Starting from the first line, transcribe the whole listing exactly.

:: Information provided

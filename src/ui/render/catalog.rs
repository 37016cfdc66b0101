use super::Frame;
use crate::state::State;
use crate::ui::widgets::styling;
use crate::utils::text::wrap_truncate;
use ratatui::layout::Rect;
use ratatui::text::{Line, Span};
use ratatui::widgets::{Block, Borders, List, ListItem};

/// Number of card lines reserved for the wrapped product description.
///
const DESCRIPTION_LINES: usize = 2;

/// Render the product catalog screen as a stateful card list.
///
pub fn catalog(frame: &mut Frame, size: Rect, state: &mut State) {
    let theme = state.get_theme().clone();
    let text_width = size.width.saturating_sub(6) as usize;

    let items: Vec<ListItem> = state
        .get_products()
        .iter()
        .map(|product| {
            let mut title_spans = vec![Span::styled(
                product.title.to_owned(),
                styling::current_list_item_style(&theme),
            )];
            if let Some(rating) = product.rating {
                title_spans.push(Span::styled(
                    format!("  ★ {:.1}", rating),
                    styling::normal_text_style(&theme).fg(theme.warning.to_color()),
                ));
            }

            let mut lines = vec![
                Line::from(title_spans),
                Line::from(Span::styled(
                    product.price.to_owned(),
                    styling::secondary_text_style(&theme),
                )),
            ];
            for wrapped in wrap_truncate(&product.description, text_width, DESCRIPTION_LINES) {
                lines.push(Line::from(Span::styled(
                    wrapped,
                    styling::muted_text_style(&theme),
                )));
            }
            lines.push(Line::from(Span::styled(
                "Entrée: détails · b: acheter",
                styling::normal_text_style(&theme).fg(theme.success.to_color()),
            )));
            lines.push(Line::from(""));

            ListItem::new(lines)
        })
        .collect();

    let count = items.len();
    let list = List::new(items)
        .block(
            Block::default()
                .borders(Borders::ALL)
                .border_style(styling::active_block_border_style(&theme))
                .title(Span::styled(
                    format!(" Boutique ({} articles) ", count),
                    styling::banner_style(&theme).patch(styling::active_block_title_style()),
                )),
        )
        .highlight_style(styling::active_list_item_style(&theme))
        .highlight_symbol("▸ ");

    frame.render_stateful_widget(list, size, state.get_products_list_state());
}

::::

*Response for this exercise*.
filename src/ui/render/catalog.rs
repository 37016cfdc66b0101
use super::Frame;
use crate::state::State;
use crate::ui::widgets::styling;
use crate::utils::text::wrap_truncate;
use ratatui::layout::Rect;
use ratatui::text::{Line, Span};
use ratatui::widgets::{Block, Borders, List, ListItem};

/// Number of card lines reserved for the wrapped product description.
///
const DESCRIPTION_LINES: usize = 2;

/// Render the product catalog screen as a stateful card list.
///
pub fn catalog(frame: &mut Frame, size: Rect, state: &mut State) {
    let theme = state.get_theme().clone();
    let text_width = size.width.saturating_sub(6) as usize;

    let items: Vec<ListItem> = state
        .get_products()
        .iter()
        .map(|product| {
            let mut title_spans = vec![Span::styled(
                product.title.to_owned(),
                styling::current_list_item_style(&theme),
            )];
            if let Some(rating) = product.rating {
                title_spans.push(Span::styled(
                    format!("  ★ {:.1}", rating),
                    styling::normal_text_style(&theme).fg(theme.warning.to_color()),
                ));
            }

            let mut lines = vec![
                Line::from(title_spans),
                Line::from(Span::styled(
                    product.price.to_owned(),
                    styling::secondary_text_style(&theme),
                )),
            ];
            for wrapped in wrap_truncate(&product.description, text_width, DESCRIPTION_LINES) {
                lines.push(Line::from(Span::styled(
                    wrapped,
                    styling::muted_text_style(&theme),
                )));
            }
            lines.push(Line::from(Span::styled(
                "Entrée: détails · b: acheter",
                styling::normal_text_style(&theme).fg(theme.success.to_color()),
            )));
            lines.push(Line::from(""));

            ListItem::new(lines)
        })
        .collect();

    let count = items.len();
    let list = List::new(items)
        .block(
            Block::default()
                .borders(Borders::ALL)
                .border_style(styling::active_block_border_style(&theme))
                .title(Span::styled(
                    format!(" Boutique ({} articles) ", count),
                    styling::banner_style(&theme).patch(styling::active_block_title_style()),
                )),
        )
        .highlight_style(styling::active_list_item_style(&theme))
        .highlight_symbol("▸ ");

    frame.render_stateful_widget(list, size, state.get_products_list_state());
}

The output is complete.